## WHAT TO DO
Below are records; quote them exactly from the first line through the line that contains "pub(crate) fn position(&self, id: &str)".
--*--
//! Category Table
//!
//! Ordered mapping from category id to [`CategoryRecord`].
//! Iteration order is the order in which ids were first inserted.

use crate::model::CategoryRecord;

#[derive(Debug, Clone, Default, PartialEq, Eq)]
pub struct CategoryTable {
    categories: Vec<CategoryRecord>,
}

impl CategoryTable {
    pub fn new() -> Self {
        Self::default()
    }

    /// Insert a category.
    ///
    /// - An unknown id is appended at the end
    /// - A known id is replaced in place and keeps its position; the old record is returned
    pub fn insert(&mut self, record: CategoryRecord) -> Option<CategoryRecord> {
        match self.position(&record.id) {
            Some(index) => Some(std::mem::replace(&mut self.categories[index], record)),
            None => {
                self.categories.push(record);
                None
            }
        }
    }

    /// Category by id
    pub fn get(&self, id: &str) -> Option<&CategoryRecord> {
        self.categories.iter().find(|c| c.id == id)
    }

    pub(crate) fn position(&self, id: &str) -> Option<usize> {
        self.categories.iter().position(|c| c.id == id)
    }

    /// First category (in table order) with the given name
    pub(crate) fn position_by_name(&self, name: &str) -> Option<usize> {
        self.categories.iter().position(|c| c.name == name)
    }

    pub(crate) fn at_mut(&mut self, index: usize) -> Option<&mut CategoryRecord> {
        self.categories.get_mut(index)
    }

    pub fn len(&self) -> usize {
        self.categories.len()
    }

    pub fn is_empty(&self) -> bool {
        self.categories.is_empty()
    }

    pub fn iter(&self) -> std::slice::Iter<'_, CategoryRecord> {
        self.categories.iter()
    }

    /// Category names in table order
    pub fn names(&self) -> Vec<&str> {
        self.categories.iter().map(|c| c.name.as_str()).collect()
    }

    pub fn into_vec(self) -> Vec<CategoryRecord> {
        self.categories
    }
}

impl FromIterator<CategoryRecord> for CategoryTable {
    fn from_iter<I: IntoIterator<Item = CategoryRecord>>(iter: I) -> Self {
        let mut table = Self::new();
        for record in iter {
            table.insert(record);
        }
        table
    }
}

impl IntoIterator for CategoryTable {
    type Item = CategoryRecord;
    type IntoIter = std::vec::IntoIter<CategoryRecord>;

    fn into_iter(self) -> Self::IntoIter {
        self.categories.into_iter()
    }
}

impl<'a> IntoIterator for &'a CategoryTable {
    type Item = &'a CategoryRecord;
    type IntoIter = std::slice::Iter<'a, CategoryRecord>;

    fn into_iter(self) -> Self::IntoIter {
        self.categories.iter()
    }
}

#[cfg(test)]
mod tests {
    use super::*;

    #[test]
    fn test_insertion_order_is_kept() {
        let table: CategoryTable = [
            CategoryRecord::new("c2", "Poetry", ""),
            CategoryRecord::new("c1", "Fiction", ""),
        ]
        .into_iter()
        .collect();

        assert_eq!(table.names(), vec!["Poetry", "Fiction"]);
        assert!(table.get("c1").is_some());
        assert!(table.get("c3").is_none());
    }

    #[test]
    fn test_duplicate_id_replaces_in_place() {
        let mut table = CategoryTable::new();
        table.insert(CategoryRecord::new("c1", "Fiction", "old"));
        table.insert(CategoryRecord::new("c2", "Poetry", ""));

        let old = table.insert(CategoryRecord::new("c1", "Novels", "new"));
        assert_eq!(old.map(|c| c.description).as_deref(), Some("old"));
        assert_eq!(table.len(), 2);
        assert_eq!(table.names(), vec!["Novels", "Poetry"]);
    }

    #[test]
    fn test_position_by_name_returns_first() {
        let table: CategoryTable = [
            CategoryRecord::new("c1", "Fiction", "first"),
            CategoryRecord::new("c2", "Fiction", "second"),
        ]
        .into_iter()
        .collect();

        assert_eq!(table.position_by_name("Fiction"), Some(0));
        assert!(table.position_by_name("fiction").is_none());
    }
}
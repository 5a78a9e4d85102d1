//! The two JSON outputs: the flat book list and the categorized list.

use std::fs;
use std::path::{Path, PathBuf};

use serde::de::DeserializeOwned;
use serde::{Deserialize, Serialize};
use sha2::{Digest, Sha256};

use crate::category::{CategorizeOutcome, Categorizer, CategoryTable};
use crate::error::{CatalogError, Result};
use crate::model::{BookRecord, CategoryRecord};
use crate::validate::{self, ValidationReport};

pub const BOOKS_FILE: &str = "books.json";
pub const CATEGORIZED_FILE: &str = "categorized_books.json";

/// Locations of the two output files
#[derive(Debug, Clone, PartialEq, Eq)]
pub struct OutputPaths {
    pub dir: PathBuf,
    pub books: PathBuf,
    pub categorized: PathBuf,
}

impl OutputPaths {
    pub fn new(dir: PathBuf, books_file: &str, categorized_file: &str) -> Self {
        Self {
            books: dir.join(books_file),
            categorized: dir.join(categorized_file),
            dir,
        }
    }

    /// Default file names inside `dir`
    pub fn in_dir(dir: impl Into<PathBuf>) -> Self {
        Self::new(dir.into(), BOOKS_FILE, CATEGORIZED_FILE)
    }
}

/// A written output file
#[derive(Debug, Clone, PartialEq, Eq, Serialize)]
pub struct OutputFileInfo {
    pub path: PathBuf,
    pub size_bytes: u64,
    pub sha256: String,
}

impl OutputFileInfo {
    pub fn from_path(path: &Path) -> Result<Self> {
        let content = fs::read(path)?;
        Ok(Self {
            path: path.to_path_buf(),
            size_bytes: content.len() as u64,
            sha256: compute_hash(&content),
        })
    }

    pub fn size_kb(&self) -> f64 {
        self.size_bytes as f64 / 1024.0
    }
}

/// Flat book list plus the categories carrying their books
#[derive(Debug, Clone, Default, PartialEq, Eq, Serialize, Deserialize)]
pub struct Catalog {
    pub books: Vec<BookRecord>,
    pub categories: Vec<CategoryRecord>,
}

impl Catalog {
    /// Categorize `books` into `table` and assemble both outputs
    pub fn build(
        books: Vec<BookRecord>,
        mut table: CategoryTable,
        categorizer: &Categorizer,
    ) -> Result<(Self, CategorizeOutcome)> {
        let outcome = categorizer.categorize(&books, &mut table)?;
        let catalog = Self {
            books,
            categories: table.into_vec(),
        };
        Ok((catalog, outcome))
    }

    /// Write both JSON files, creating the output directory if needed
    pub fn write(&self, paths: &OutputPaths) -> Result<Vec<OutputFileInfo>> {
        fs::create_dir_all(&paths.dir)?;
        let books = write_json(&paths.books, &self.books)?;
        let categorized = write_json(&paths.categorized, &self.categories)?;
        tracing::info!(
            dir = %paths.dir.display(),
            books = self.books.len(),
            categories = self.categories.len(),
            "wrote catalog"
        );
        Ok(vec![books, categorized])
    }

    /// Read both JSON files back
    pub fn read(paths: &OutputPaths) -> Result<Self> {
        Ok(Self {
            books: read_json(&paths.books)?,
            categories: read_json(&paths.categorized)?,
        })
    }

    pub fn validate(&self) -> ValidationReport {
        validate::validate(&self.books, &self.categories)
    }
}

/// Write the flat book list alone (legacy converter output)
pub fn write_books(path: &Path, books: &[BookRecord]) -> Result<OutputFileInfo> {
    if let Some(parent) = path.parent().filter(|p| !p.as_os_str().is_empty()) {
        fs::create_dir_all(parent)?;
    }
    write_json(path, books)
}

fn write_json<T: Serialize + ?Sized>(path: &Path, value: &T) -> Result<OutputFileInfo> {
    let content = serde_json::to_vec_pretty(value)?;
    fs::write(path, &content)?;
    tracing::debug!(path = %path.display(), bytes = content.len(), "wrote json");
    Ok(OutputFileInfo {
        path: path.to_path_buf(),
        size_bytes: content.len() as u64,
        sha256: compute_hash(&content),
    })
}

fn read_json<T: DeserializeOwned>(path: &Path) -> Result<T> {
    if !path.exists() {
        return Err(CatalogError::MissingFile {
            path: path.to_path_buf(),
        });
    }
    let content = fs::read(path)?;
    Ok(serde_json::from_slice(&content)?)
}

pub fn compute_hash(content: &[u8]) -> String {
    let mut hasher = Sha256::new();
    hasher.update(content);
    let result = hasher.finalize();
    format!("sha256:{}", hex::encode(result))
}

#[cfg(test)]
mod tests {
    use super::*;
    use crate::category::UnmatchedPolicy;
    use crate::model::book;
    use tempfile::TempDir;

    fn sample() -> (Vec<BookRecord>, CategoryTable) {
        let books = vec![
            book("b1", "Fiction"),
            book("b2", "Poetry"),
            book("b3", "Mystère"),
        ];
        let table = [
            CategoryRecord::new("c1", "Fiction", ""),
            CategoryRecord::new("c2", "Poetry", ""),
            CategoryRecord::new("c3", "Drama", ""),
        ]
        .into_iter()
        .collect();
        (books, table)
    }

    #[test]
    fn test_build_keeps_table_order_and_all_books() {
        let (books, table) = sample();
        let (catalog, outcome) =
            Catalog::build(books, table, &Categorizer::new(UnmatchedPolicy::Drop)).unwrap();

        assert_eq!(catalog.books.len(), 3);
        let names: Vec<_> = catalog.categories.iter().map(|c| c.name.as_str()).collect();
        assert_eq!(names, vec!["Fiction", "Poetry", "Drama"]);
        assert_eq!(outcome.unmatched.len(), 1);
        assert!(catalog.categories[2].books.is_empty());
    }

    #[test]
    fn test_write_then_read_back() {
        let dir = TempDir::new().unwrap();
        let paths = OutputPaths::in_dir(dir.path().join("public"));
        let (books, table) = sample();
        let (catalog, _) = Catalog::build(books, table, &Categorizer::default()).unwrap();

        let written = catalog.write(&paths).unwrap();
        assert_eq!(written.len(), 2);
        assert_eq!(written[0].path, paths.books);
        assert!(written[0].sha256.starts_with("sha256:"));
        assert_eq!(written[1], OutputFileInfo::from_path(&paths.categorized).unwrap());

        let read = Catalog::read(&paths).unwrap();
        assert_eq!(read, catalog);
    }

    #[test]
    fn test_output_json_shape() {
        let dir = TempDir::new().unwrap();
        let paths = OutputPaths::in_dir(dir.path());
        let (books, table) = sample();
        let (catalog, _) =
            Catalog::build(books, table, &Categorizer::new(UnmatchedPolicy::Drop)).unwrap();
        catalog.write(&paths).unwrap();

        let raw = fs::read_to_string(&paths.categorized).unwrap();
        let value: serde_json::Value = serde_json::from_str(&raw).unwrap();
        assert_eq!(value[0]["category_id"], "c1");
        assert_eq!(value[0]["books"][0]["bookId"], "b1");

        let raw_books = fs::read_to_string(&paths.books).unwrap();
        assert!(raw_books.contains("Mystère"), "non-ASCII must be kept verbatim");
        assert!(raw_books.starts_with("[\n  {"));
    }

    #[test]
    fn test_read_missing_file() {
        let dir = TempDir::new().unwrap();
        let paths = OutputPaths::in_dir(dir.path());
        fs::write(&paths.books, "[]").unwrap();

        let err = Catalog::read(&paths).unwrap_err();
        match err {
            CatalogError::MissingFile { path } => assert_eq!(path, paths.categorized),
            other => panic!("unexpected error: {other}"),
        }
    }

    #[test]
    fn test_write_books_creates_parent() {
        let dir = TempDir::new().unwrap();
        let path = dir.path().join("nested").join("books.json");

        let info = write_books(&path, &[book("b1", "Fiction")]).unwrap();
        assert!(path.exists());
        assert!(info.size_kb() > 0.0);
    }

    #[test]
    fn test_csv_to_validated_catalog() {
        use crate::config::DEFAULT_SENTINEL_BOOK_ID;
        use crate::loader::{BookLayout, Loader};

        let dir = TempDir::new().unwrap();
        let books_csv = format!(
            "bookId,title,author,category,description,coverUrl,contentURL,txt\n\
             b1,Moby Dick,Melville,Fiction,,,,\n\
             {},Grimms' Fairy Tales,Grimm,Folklore,,,,\n\
             b3,Lost,Nobody,Atlases,,,,\n\
             b4,Broken row\n",
            DEFAULT_SENTINEL_BOOK_ID
        );
        let categories_csv = "\u{feff}category_uuid,name,description\n\
                              c1,Fiction,\n\
                              c2,Children's,\n";
        fs::write(dir.path().join("books.csv"), books_csv).unwrap();
        fs::write(dir.path().join("categories.csv"), categories_csv).unwrap();

        let loader = Loader::default();
        let (table, _) = loader
            .load_categories(&dir.path().join("categories.csv"))
            .unwrap();
        let (books, report) = loader
            .load_books(&dir.path().join("books.csv"), BookLayout::Headed)
            .unwrap();
        assert_eq!(report.rows_skipped, 1);

        let paths = OutputPaths::in_dir(dir.path().join("public"));
        let (catalog, outcome) =
            Catalog::build(books, table, &Categorizer::new(UnmatchedPolicy::Drop)).unwrap();
        assert!(outcome.sentinel_applied);
        catalog.write(&paths).unwrap();

        let report = Catalog::read(&paths).unwrap().validate();
        assert_eq!(report.total_books, 3);
        assert_eq!(report.total_categories, 2);
        assert!(report.duplicates.is_empty());
        assert_eq!(report.uncategorized.len(), 1);
        assert_eq!(report.uncategorized[0].id, "b3");
        assert_eq!(report.category_counts[0].count, 1);
    }

    #[test]
    fn test_default_build_reports_unmatched_as_uncategorized() {
        let books = vec![book("b1", "Fiction"), book("b2", "Nope")];
        let table = [CategoryRecord::new("c1", "Fiction", "")]
            .into_iter()
            .collect();

        let (catalog, outcome) = Catalog::build(books, table, &Categorizer::default()).unwrap();
        assert_eq!(outcome.policy, UnmatchedPolicy::Drop);
        assert_eq!(catalog.categories.len(), 1);
        assert!(catalog
            .categories
            .iter()
            .all(|c| c.books.iter().all(|b| b.id != "b2")));

        let report = catalog.validate();
        assert!(!report.is_clean());
        assert_eq!(report.uncategorized.len(), 1);
        assert_eq!(report.uncategorized[0].id, "b2");
    }

    #[test]
    fn test_compute_hash_is_stable() {
        assert_eq!(compute_hash(b"[]"), compute_hash(b"[]"));
        assert_ne!(compute_hash(b"[]"), compute_hash(b"{}"));
    }
}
--*--
## SOLVED EXERCISE
//! Category Table
//!
//! Ordered mapping from category id to [`CategoryRecord`].
//! Iteration order is the order in which ids were first inserted.

use crate::model::CategoryRecord;

#[derive(Debug, Clone, Default, PartialEq, Eq)]
pub struct CategoryTable {
    categories: Vec<CategoryRecord>,
}

impl CategoryTable {
    pub fn new() -> Self {
        Self::default()
    }

    /// Insert a category.
    ///
    /// - An unknown id is appended at the end
    /// - A known id is replaced in place and keeps its position; the old record is returned
    pub fn insert(&mut self, record: CategoryRecord) -> Option<CategoryRecord> {
        match self.position(&record.id) {
            Some(index) => Some(std::mem::replace(&mut self.categories[index], record)),
            None => {
                self.categories.push(record);
                None
            }
        }
    }

    /// Category by id
    pub fn get(&self, id: &str) -> Option<&CategoryRecord> {
        self.categories.iter().find(|c| c.id == id)
    }

    pub(crate) fn position(&self, id: &str) -> Option<usize> {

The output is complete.